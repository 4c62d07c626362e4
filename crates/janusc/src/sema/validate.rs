//! Multi-pass semantic validation
//!
//! Four ordered passes over a unit, all running after inference so node and
//! symbol types are resolved:
//!
//! 1. **Profile compliance** — node kinds map to required features; every
//!    violation is recorded, none is fatal.
//! 2. **Definite assignment** — per-symbol initialized flags, seeded by the
//!    declaration and flipped by assignments; a read while false is
//!    `UseBeforeDefinition` with the declaration attached as context.
//! 3. **Control flow** — a three-state termination lattice per statement.
//!    The tri-state (not a boolean) is what classifies partial termination
//!    correctly and drives missing-return and unreachable-code diagnostics.
//! 4. **Residual rules** — an open registry of smaller legality rules.

use crate::ast::{AstStore, MatchArm, NodeId, NodeKind, TypeExpr, UnaryOp, Unit};
use crate::common::Span;
use crate::sema::diagnostics::{Diagnostic, DiagnosticCode, FileSpan};
use crate::sema::infer::InferenceOutput;
use crate::sema::profile::{Feature, ProfileManager, Violation, ViolationKind};
use crate::sema::scope::{SymbolId, SymbolKind, SymbolTable};
use crate::sema::types::{PrimitiveKind, TypeId, TypeKind, TypeRegistry};
use std::collections::HashMap;
use tracing::debug;

/// Termination lattice for control-flow analysis
#[derive(Debug, Clone, Copy, PartialEq, Eq)]
pub enum Termination {
    /// Execution always falls through to the next statement
    Continues,
    /// Some paths terminate, some fall through
    MaybeTerminates,
    /// No path falls through (return/break/continue on every path)
    Terminates,
}

impl Termination {
    fn branch_join(branches: &[Termination]) -> Termination {
        if branches.is_empty() {
            return Termination::Continues;
        }
        if branches.iter().all(|t| *t == Termination::Terminates) {
            Termination::Terminates
        } else if branches.iter().any(|t| *t != Termination::Continues) {
            Termination::MaybeTerminates
        } else {
            Termination::Continues
        }
    }
}

/// Read-only context handed to residual rules
pub struct RuleContext<'a> {
    pub ast: &'a AstStore,
    pub unit: &'a Unit,
    pub registry: &'a TypeRegistry,
    pub symbols: &'a SymbolTable,
    pub inference: &'a InferenceOutput,
}

impl RuleContext<'_> {
    pub fn node_type(&self, id: NodeId) -> Option<TypeId> {
        self.inference.node_types.get(&id).copied()
    }

    pub fn resolution(&self, id: NodeId) -> Option<SymbolId> {
        self.inference.resolutions.get(&id).copied()
    }

    pub fn file_span(&self, span: Span) -> FileSpan {
        FileSpan::of(self.unit, span)
    }
}

/// One residual legality rule
pub trait ValidationRule {
    fn name(&self) -> &'static str;

    /// Inspect one node; push any diagnostics
    fn check(&self, cx: &RuleContext<'_>, node: NodeId, out: &mut Vec<Diagnostic>);
}

/// Assignment targets must be mutable places
struct MutabilityRule;
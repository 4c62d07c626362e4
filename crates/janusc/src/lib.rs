//! Janus semantic-analysis core
//!
//! This library is the analysis heart of the Janus compiler: it takes an
//! already-built, read-only AST and produces per-node/per-symbol type
//! annotations plus a diagnostics list. Parsing, IR lowering, codegen and
//! the runtime live in sibling crates.
//!
//! ## Architecture
//!
//! - **Common** (`common/`): spans and fatal error types
//! - **AST** (`ast/`): the flat, interned syntax tree interface the
//!   analyzer consumes
//! - **Sema** (`sema/`): the analysis passes — canonical type registry,
//!   constraint-based inference, match exhaustiveness, profile gating,
//!   scoped symbol table, and the multi-pass validator
//!
//! One [`sema::SemanticAnalyzer`] session analyzes units independently;
//! nothing is shared between sessions, so concurrent analysis is just
//! concurrent sessions.

pub mod ast;
pub mod common;
pub mod sema;

// Re-exports for convenience
pub use ast::{AstStore, NodeId, StrId, Unit, UnitBuilder, UnitId};
pub use common::{SemaError, SemaResult, Span};
pub use sema::{
    AnalyzerConfig, Diagnostic, DiagnosticCode, DiagnosticReporter, Profile, SemanticAnalyzer,
    Severity, TypeId, TypeRegistry,
};
//! Canonical, deduplicated type registry
//!
//! Every type the analyzer ever talks about is interned here exactly once:
//! structurally identical type descriptions always resolve to the same
//! [`TypeId`], so type equality is an integer compare and type creation is
//! O(1) amortized even under heavy synthetic-type generation (inferred
//! array/function/tensor types). Child types are `TypeId`s, which makes the
//! structural hash a plain derived hash over the kind — no raw pointers are
//! ever hashed.

use crate::ast::{Interner, MemorySpace, StrId};
use hashbrown::HashMap;
use smallvec::SmallVec;

/// Handle to an interned type
///
/// `Copy`, trivially comparable and hashable. Two structurally identical
/// types always share one `TypeId`.
#[derive(Debug, Clone, Copy, PartialEq, Eq, Hash)]
pub struct TypeId(u32);

impl TypeId {
    // ==================== Reserved ids for the primitive cache ====================
    // Guaranteed to be interned at these indices by TypeRegistry::new()

    pub const I32: TypeId = TypeId(0);
    pub const I64: TypeId = TypeId(1);
    pub const F32: TypeId = TypeId(2);
    pub const F64: TypeId = TypeId(3);
    pub const BOOL: TypeId = TypeId(4);
    pub const STRING: TypeId = TypeId(5);
    pub const VOID: TypeId = TypeId(6);
    pub const NEVER: TypeId = TypeId(7);

    /// First index handed out to non-primitive types
    pub const FIRST_DYNAMIC: u32 = 8;

    pub fn index(self) -> usize {
        self.0 as usize
    }

    #[inline]
    pub fn is_primitive(self) -> bool {
        self.0 < Self::FIRST_DYNAMIC
    }
}

/// Inference-variable index within one analysis session
#[derive(Debug, Clone, Copy, PartialEq, Eq, Hash)]
pub struct InferVarId(pub u32);

impl InferVarId {
    pub fn index(self) -> usize {
        self.0 as usize
    }
}

/// The eight primitive kinds, cached at fixed registry indices
#[derive(Debug, Clone, Copy, PartialEq, Eq, Hash)]
pub enum PrimitiveKind {
    I32,
    I64,
    F32,
    F64,
    Bool,
    String,
    Void,
    Never,
}

impl PrimitiveKind {
    pub const ALL: [PrimitiveKind; 8] = [
        Self::I32,
        Self::I64,
        Self::F32,
        Self::F64,
        Self::Bool,
        Self::String,
        Self::Void,
        Self::Never,
    ];

    pub fn name(self) -> &'static str {
        match self {
            Self::I32 => "i32",
            Self::I64 => "i64",
            Self::F32 => "f32",
            Self::F64 => "f64",
            Self::Bool => "bool",
            Self::String => "string",
            Self::Void => "void",
            Self::Never => "never",
        }
    }

    pub fn from_name(name: &str) -> Option<Self> {
        Self::ALL.iter().copied().find(|p| p.name() == name)
    }

    pub fn is_numeric(self) -> bool {
        matches!(self, Self::I32 | Self::I64 | Self::F32 | Self::F64)
    }

    pub fn is_integer(self) -> bool {
        matches!(self, Self::I32 | Self::I64)
    }

    pub fn is_float(self) -> bool {
        matches!(self, Self::F32 | Self::F64)
    }

    /// One-directional widening: a value of `self` may flow into `target`
    /// without loss of meaning. Never the reverse.
    pub fn widens_to(self, target: PrimitiveKind) -> bool {
        matches!(
            (self, target),
            (Self::I32, Self::I64)
                | (Self::I32, Self::F32)
                | (Self::I32, Self::F64)
                | (Self::I64, Self::F64)
                | (Self::F32, Self::F64)
        )
    }

    fn layout(self) -> (u32, u32) {
        match self {
            Self::I32 | Self::F32 => (4, 4),
            Self::I64 | Self::F64 => (8, 8),
            Self::Bool => (1, 1),
            // ptr + len
            Self::String => (16, 8),
            Self::Void | Self::Never => (0, 1),
        }
    }
}

/// SmallVec for child type lists — inline up to 4 covers most functions,
/// field lists and tensor ranks
pub type TypeIdVec = SmallVec<[TypeId; 4]>;

/// SmallVec for tensor dimensions
pub type DimVec = SmallVec<[u64; 4]>;

/// A struct field with its computed byte offset
#[derive(Debug, Clone, PartialEq, Eq, Hash)]
pub struct StructField {
    pub name: StrId,
    pub ty: TypeId,
    pub offset: u32,
}

/// Structural description of a type
///
/// Children are canonical `TypeId`s, so derived `Hash`/`Eq` on this enum is
/// exactly the structural hash canonicalization needs.
#[derive(Debug, Clone, PartialEq, Eq, Hash)]
pub enum TypeKind {
    Primitive(PrimitiveKind),
    /// `*T`
    Pointer(TypeId),
    /// `[N]T`
    Array { element: TypeId, len: u64 },
    /// `[]T`
    Slice(TypeId),
    /// `range[T]` — a half-open or inclusive interval over T
    Range(TypeId),
    /// `fn(params) -> ret`
    Function { params: TypeIdVec, ret: TypeId },
    /// Nominal struct with ordered, offset-assigned fields
    Struct {
        name: StrId,
        fields: SmallVec<[StructField; 4]>,
    },
    /// Nominal enum; variants are tags without payloads
    Enum {
        name: StrId,
        variants: SmallVec<[StrId; 4]>,
    },
    /// `?T`
    Optional(TypeId),
    /// `!T` — a value or an error code
    ErrorUnion { payload: TypeId },
    /// An instantiated generic: `Name[args...]`
    Generic { name: StrId, args: TypeIdVec },
    /// `tensor[T; dims] @space`
    Tensor {
        element: TypeId,
        dims: DimVec,
        space: MemorySpace,
    },
    /// The allocator capability
    Allocator,
    /// A named context-bound capability
    ContextBound(StrId),
    /// Placeholder awaiting constraint resolution
    Inference(InferVarId),
}

/// An interned type: structural kind plus its memory layout
#[derive(Debug, Clone, PartialEq, Eq)]
pub struct TypeInfo {
    pub kind: TypeKind,
    /// Size in bytes
    pub size: u32,
    /// Alignment in bytes
    pub align: u32,
}

/// Per-session type registry with automatic interning/deduplication
#[derive(Debug)]
pub struct TypeRegistry {
    /// Interned types, indexed by TypeId
    types: Vec<TypeInfo>,
    /// Structural dedup map
    intern_map: HashMap<TypeKind, TypeId>,
    /// Pre-interned primitive cache, indexed by PrimitiveKind discriminant order
    primitives: [TypeId; 8],
}
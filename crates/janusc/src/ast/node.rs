//! Node definitions for the flat AST arena

use super::{StrId, TypeExpr};
use crate::common::Span;

/// Handle to a node inside its unit's arena
#[derive(Debug, Clone, Copy, PartialEq, Eq, Hash)]
pub struct NodeId(pub(crate) u32);

impl NodeId {
    pub fn index(self) -> usize {
        self.0 as usize
    }
}

/// A single AST node: kind plus the source range it covers
#[derive(Debug, Clone)]
pub struct Node {
    pub kind: NodeKind,
    pub span: Span,
}

impl Node {
    pub fn new(kind: NodeKind, span: Span) -> Self {
        Self { kind, span }
    }
}

/// Binary operators
#[derive(Debug, Clone, Copy, PartialEq, Eq, Hash)]
pub enum BinaryOp {
    // Arithmetic
    Add,
    Sub,
    Mul,
    Div,
    Rem,
    // Comparison
    Eq,
    Ne,
    Lt,
    Le,
    Gt,
    Ge,
    // Logical
    And,
    Or,
    // Ranges
    RangeExclusive,
    RangeInclusive,
}

impl BinaryOp {
    /// Whether this operator is `+ - * / %`
    pub fn is_arithmetic(self) -> bool {
        matches!(
            self,
            Self::Add | Self::Sub | Self::Mul | Self::Div | Self::Rem
        )
    }

    /// Whether this operator yields a bool from an ordering/equality test
    pub fn is_comparison(self) -> bool {
        matches!(
            self,
            Self::Eq | Self::Ne | Self::Lt | Self::Le | Self::Gt | Self::Ge
        )
    }

    pub fn is_logical(self) -> bool {
        matches!(self, Self::And | Self::Or)
    }

    pub fn is_range(self) -> bool {
        matches!(self, Self::RangeExclusive | Self::RangeInclusive)
    }

    /// Operator spelling as written in source
    pub fn symbol(self) -> &'static str {
        match self {
            Self::Add => "+",
            Self::Sub => "-",
            Self::Mul => "*",
            Self::Div => "/",
            Self::Rem => "%",
            Self::Eq => "==",
            Self::Ne => "!=",
            Self::Lt => "<",
            Self::Le => "<=",
            Self::Gt => ">",
            Self::Ge => ">=",
            Self::And => "and",
            Self::Or => "or",
            Self::RangeExclusive => "..",
            Self::RangeInclusive => "..=",
        }
    }
}

/// Unary operators
#[derive(Debug, Clone, Copy, PartialEq, Eq, Hash)]
pub enum UnaryOp {
    /// Arithmetic negation: -x
    Neg,
    /// Logical not: not x
    Not,
    /// Address-of: &x
    AddressOf,
    /// Pointer dereference: x.*
    Deref,
}

impl UnaryOp {
    pub fn symbol(self) -> &'static str {
        match self {
            Self::Neg => "-",
            Self::Not => "not",
            Self::AddressOf => "&",
            Self::Deref => ".*",
        }
    }
}

/// Literal payloads shared by expression and pattern nodes
#[derive(Debug, Clone, Copy, PartialEq)]
pub enum LiteralValue {
    Bool(bool),
    Int(i64),
    Float(f64),
    Str(StrId),
}

/// One arm of a match statement
#[derive(Debug, Clone)]
pub struct MatchArm {
    /// A `NodeKind::Pattern` node
    pub pattern: NodeId,
    pub body: NodeId,
}

/// A function parameter
#[derive(Debug, Clone)]
pub struct Param {
    pub name: StrId,
    /// Unannotated parameters get their type inferred from call sites
    pub ty: Option<TypeExpr>,
    pub span: Span,
}

/// A struct field declaration
#[derive(Debug, Clone)]
pub struct FieldDef {
    pub name: StrId,
    pub ty: TypeExpr,
    pub span: Span,
}

/// An enum variant declaration
#[derive(Debug, Clone)]
pub struct VariantDef {
    pub name: StrId,
    pub span: Span,
}

/// Match-arm pattern shapes as the parser produces them
#[derive(Debug, Clone)]
pub enum PatternKind {
    /// `_`
    Wildcard,
    /// `true`, `42`, `"x"` — a literal that must equal the scrutinee
    Literal(LiteralValue),
    /// A bare name: matches anything and binds it in the arm's scope
    Binding(StrId),
    /// An enum variant name
    Variant(StrId),
    /// `(p1, p2, ...)` — child `NodeKind::Pattern` nodes
    Tuple(Vec<NodeId>),
    /// `{ field: p, ... }` — child `NodeKind::Pattern` nodes
    Struct(Vec<(StrId, NodeId)>),
}

/// Node kinds, covering expressions, statements and declarations
#[derive(Debug, Clone)]
pub enum NodeKind {
    // ==================== Literals ====================
    /// Integer literal: 42
    IntLiteral(i64),
    /// Float literal: 3.14
    FloatLiteral(f64),
    /// Boolean literal: true, false
    BoolLiteral(bool),
    /// String literal: "hello"
    StringLiteral(StrId),

    /// Identifier reference: x
    Identifier(StrId),

    // ==================== Operators ====================
    /// Binary operation: a + b
    Binary {
        op: BinaryOp,
        lhs: NodeId,
        rhs: NodeId,
    },
    /// Unary operation: -x, not x, &x, x.*
    Unary { op: UnaryOp, operand: NodeId },

    // ==================== Postfix ====================
    /// Function call: f(a, b)
    Call { callee: NodeId, args: Vec<NodeId> },
    /// Indexing: a[i]
    Index { base: NodeId, index: NodeId },
    /// Field access: s.name
    Field { base: NodeId, name: StrId },

    /// Array literal: [1, 2, 3]
    ArrayLiteral { elements: Vec<NodeId> },

    // ==================== Statements ====================
    /// Variable declaration: let [mut] x [: T] [= init]
    Let {
        name: StrId,
        mutable: bool,
        annotation: Option<TypeExpr>,
        init: Option<NodeId>,
    },
    /// Assignment: target = value
    Assign { target: NodeId, value: NodeId },
    /// Statement block: { ... }
    Block { stmts: Vec<NodeId> },
    /// Conditional: if cond { } [else { }]
    If {
        condition: NodeId,
        then_block: NodeId,
        else_block: Option<NodeId>,
    },
    /// While loop: while cond { }
    While { condition: NodeId, body: NodeId },
    /// For loop: for x in iterable { }
    For {
        binding: StrId,
        iterable: NodeId,
        body: NodeId,
    },
    /// Match statement over a scrutinee
    Match {
        scrutinee: NodeId,
        arms: Vec<MatchArm>,
    },
    /// A match-arm pattern (only ever referenced from `MatchArm`)
    Pattern(PatternKind),
    /// Return from the enclosing function
    Return { value: Option<NodeId> },
    Break,
    Continue,

    // ==================== Declarations ====================
    /// Function declaration
    Function {
        name: StrId,
        public: bool,
        params: Vec<Param>,
        return_type: Option<TypeExpr>,
        body: NodeId,
    },
    /// Struct type declaration
    StructDecl {
        name: StrId,
        public: bool,
        fields: Vec<FieldDef>,
    },
    /// Enum type declaration
    EnumDecl {
        name: StrId,
        public: bool,
        variants: Vec<VariantDef>,
    },
}

impl NodeKind {
    /// Whether this node can appear as an assignment target
    pub fn is_place(&self) -> bool {
        matches!(
            self,
            Self::Identifier(_)
                | Self::Index { .. }
                | Self::Field { .. }
                | Self::Unary {
                    op: UnaryOp::Deref,
                    ..
                }
        )
    }
}
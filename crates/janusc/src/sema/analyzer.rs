//! Analysis sessions
//!
//! One [`SemanticAnalyzer`] serves one AST store. Each analyzed unit gets
//! its own session state — symbol table, type registry, inference bindings,
//! diagnostics — constructed for the `analyze_unit` call and owned
//! exclusively by the session, so analyzing N units concurrently is N
//! independent analyzers with nothing shared. Configuration is an explicit,
//! immutable value resolved by the caller; the core never reads the
//! environment.

use crate::ast::{AstStore, UnitId};
use crate::common::{LineCol, SemaError, SemaResult, Span};
use crate::sema::diagnostics::{Diagnostic, DiagnosticCode, FileSpan, Suggestion};
use crate::sema::infer::{InferenceEngine, InferenceOutput};
use crate::sema::profile::{Profile, ProfileManager};
use crate::sema::scope::{SymbolId, SymbolKind, SymbolTable, Visibility};
use crate::sema::types::TypeRegistry;
use crate::sema::validate::Validator;
use std::collections::HashMap;
use std::time::Instant;
use tracing::debug;

/// Immutable session configuration, supplied by the caller
#[derive(Debug, Clone)]
pub struct AnalyzerConfig {
    /// Language profile the unit is checked against
    pub profile: Profile,
    /// Whether NPU-gated features are available
    pub npu_enabled: bool,
    /// Upper bound on solver fixpoint passes
    pub max_solver_passes: usize,
}

impl Default for AnalyzerConfig {
    fn default() -> Self {
        Self {
            profile: Profile::Sovereign,
            npu_enabled: false,
            max_solver_passes: 64,
        }
    }
}

/// Aggregate counters across every unit this analyzer has processed
#[derive(Debug, Clone, Copy, Default, PartialEq, Eq)]
pub struct Statistics {
    pub units_analyzed: u64,
    pub symbols_resolved: u64,
    pub types_inferred: u64,
    pub errors_found: u64,
    pub elapsed_ms: u64,
}

/// Hover-style information about the symbol at a position
#[derive(Debug, Clone, PartialEq)]
pub struct SemanticInfo {
    pub symbol_name: String,
    pub symbol_kind: SymbolKind,
    pub type_signature: Option<String>,
    pub definition_span: FileSpan,
    pub visibility: Visibility,
}

/// One entry of the error report surface
#[derive(Debug, Clone)]
pub struct SemanticError {
    pub kind: DiagnosticCode,
    pub message: String,
    pub span: FileSpan,
    pub suggestions: Vec<Suggestion>,
}

/// Everything a finished session leaves behind for queries
struct UnitAnalysis {
    registry: TypeRegistry,
    symbols: SymbolTable,
    inference: InferenceOutput,
    diagnostics: Vec<Diagnostic>,
}

/// The semantic-analysis entry point
pub struct SemanticAnalyzer<'a> {
    ast: &'a AstStore,
    config: AnalyzerConfig,
    sessions: HashMap<UnitId, UnitAnalysis>,
    stats: Statistics,
}

impl<'a> SemanticAnalyzer<'a> {
    pub fn new(ast: &'a AstStore, config: AnalyzerConfig) -> Self {
        Self {
            ast,
            config,
            sessions: HashMap::new(),
            stats: Statistics::default(),
        }
    }

    pub fn config(&self) -> &AnalyzerConfig {
        &self.config
    }

    /// Analyze one unit: register declarations, infer types, validate.
    ///
    /// Semantic mistakes land in the unit's diagnostics list; an `Err` here
    /// means the session hit a state it could not continue from (malformed
    /// AST, broken invariant) and was abandoned rather than left partially
    /// built.
    pub fn analyze_unit(&mut self, unit_id: UnitId) -> SemaResult<()> {
        let started = Instant::now();
        let unit = self.ast.unit(unit_id).ok_or(SemaError::UnknownUnit {
            unit: unit_id.raw(),
        })?;
        debug!(unit = unit_id.raw(), file = %unit.file, "analyzing unit");

        let mut registry = TypeRegistry::new();
        let mut symbols = SymbolTable::new();
        let mut diagnostics = Vec::new();

        let engine = InferenceEngine::new(
            self.ast,
            unit,
            &mut registry,
            &mut symbols,
            &mut diagnostics,
            self.config.max_solver_passes,
        );
        let inference = engine.run()?;

        let mut profiles = ProfileManager::new(self.config.profile, self.config.npu_enabled);
        Validator::new(
            self.ast,
            unit,
            &registry,
            &symbols,
            &inference,
            &mut profiles,
            &mut diagnostics,
        )
        .run();

        self.stats.units_analyzed += 1;
        self.stats.symbols_resolved += inference.resolutions.len() as u64;
        self.stats.types_inferred += inference
            .node_types
            .values()
            .filter(|ty| registry.is_inference_var(**ty).is_none())
            .count() as u64;
        self.stats.errors_found += diagnostics.iter().filter(|d| d.is_error()).count() as u64;
        self.stats.elapsed_ms += started.elapsed().as_millis() as u64;

        self.sessions.insert(
            unit_id,
            UnitAnalysis {
                registry,
                symbols,
                inference,
                diagnostics,
            },
        );
        Ok(())
    }

    /// Whether a unit has been analyzed and has no errors (warnings never
    /// block)
    pub fn is_valid(&self, unit: UnitId) -> bool {
        self.sessions
            .get(&unit)
            .is_some_and(|s| !s.diagnostics.iter().any(Diagnostic::is_error))
    }

    /// All diagnostics recorded for a unit, in emission order
    pub fn diagnostics(&self, unit: UnitId) -> &[Diagnostic] {
        self.sessions
            .get(&unit)
            .map(|s| s.diagnostics.as_slice())
            .unwrap_or(&[])
    }

    /// Deep-copy the diagnostics out of the session. The returned list is
    /// caller-owned and stays valid after the analyzer is dropped.
    pub fn take_diagnostics(&mut self, unit: UnitId) -> Vec<Diagnostic> {
        self.sessions
            .get_mut(&unit)
            .map(|s| std::mem::take(&mut s.diagnostics))
            .unwrap_or_default()
    }

    /// The error-severity subset, shaped for tooling
    pub fn semantic_errors(&self, unit: UnitId) -> Vec<SemanticError> {
        self.diagnostics(unit)
            .iter()
            .filter(|d| d.is_error())
            .map(|d| SemanticError {
                kind: d.code,
                message: d.message.clone(),
                span: d.primary.clone(),
                suggestions: d.suggestions.clone(),
            })
            .collect()
    }

    /// Hover lookup: the symbol under `file:line:col`, if any
    pub fn semantic_info(&self, file: &str, line: u32, col: u32) -> Option<SemanticInfo> {
        let (unit_id, unit) = self.ast.units().find(|(_, u)| u.file == file)?;
        let session = self.sessions.get(&unit_id)?;
        let offset = unit.offset_at(LineCol::new(line, col))?;

        // smallest resolved node covering the position wins
        let mut best: Option<(Span, SymbolId)> = None;
        for (node_id, symbol_id) in &session.inference.resolutions {
            let span = unit.node(*node_id).span;
            if span.contains(offset)
                && best.is_none_or(|(current, _)| span.len() < current.len())
            {
                best = Some((span, *symbol_id));
            }
        }
        let (_, symbol_id) = best?;
        let symbol = session.symbols.symbol(symbol_id);

        Some(SemanticInfo {
            symbol_name: self.ast.resolve(symbol.name).to_string(),
            symbol_kind: symbol.kind,
            type_signature: symbol
                .ty
                .map(|ty| session.registry.display(ty, self.ast.interner())),
            definition_span: FileSpan::of(unit, symbol.declaration_span),
            visibility: symbol.visibility,
        })
    }

    pub fn statistics(&self) -> Statistics {
        self.stats
    }
}
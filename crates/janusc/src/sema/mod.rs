//! Semantic analysis: types, inference, exhaustiveness, profiles, validation

pub mod analyzer;
pub mod diagnostics;
pub mod exhaustive;
pub mod infer;
pub mod profile;
pub mod scope;
pub mod shape;
pub mod types;
pub mod validate;

pub use analyzer::{AnalyzerConfig, SemanticAnalyzer, SemanticError, SemanticInfo, Statistics};
pub use diagnostics::{Diagnostic, DiagnosticCode, DiagnosticReporter, Severity, Suggestion};
pub use exhaustive::{check_exhaustiveness, ExhaustivenessReport, Pattern, PatternLiteral};
pub use infer::{Bindings, Constraint, InferenceEngine, InferenceOutput};
pub use profile::{Feature, Profile, ProfileManager, TypeRestriction};
pub use scope::{ScopeId, Symbol, SymbolId, SymbolKind, SymbolTable, Visibility};
pub use shape::{compute_broadcast_shape, is_broadcastable, is_shape_divisible_by, shapes_equal};
pub use types::{PrimitiveKind, TypeId, TypeInfo, TypeKind, TypeRegistry};
pub use validate::{Termination, ValidationRule, Validator};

→ WHAT IS EXPECTED
State the number of lines above that contain "about". Write nothing besides it.

→ SOLUTION TO THIS TASK
2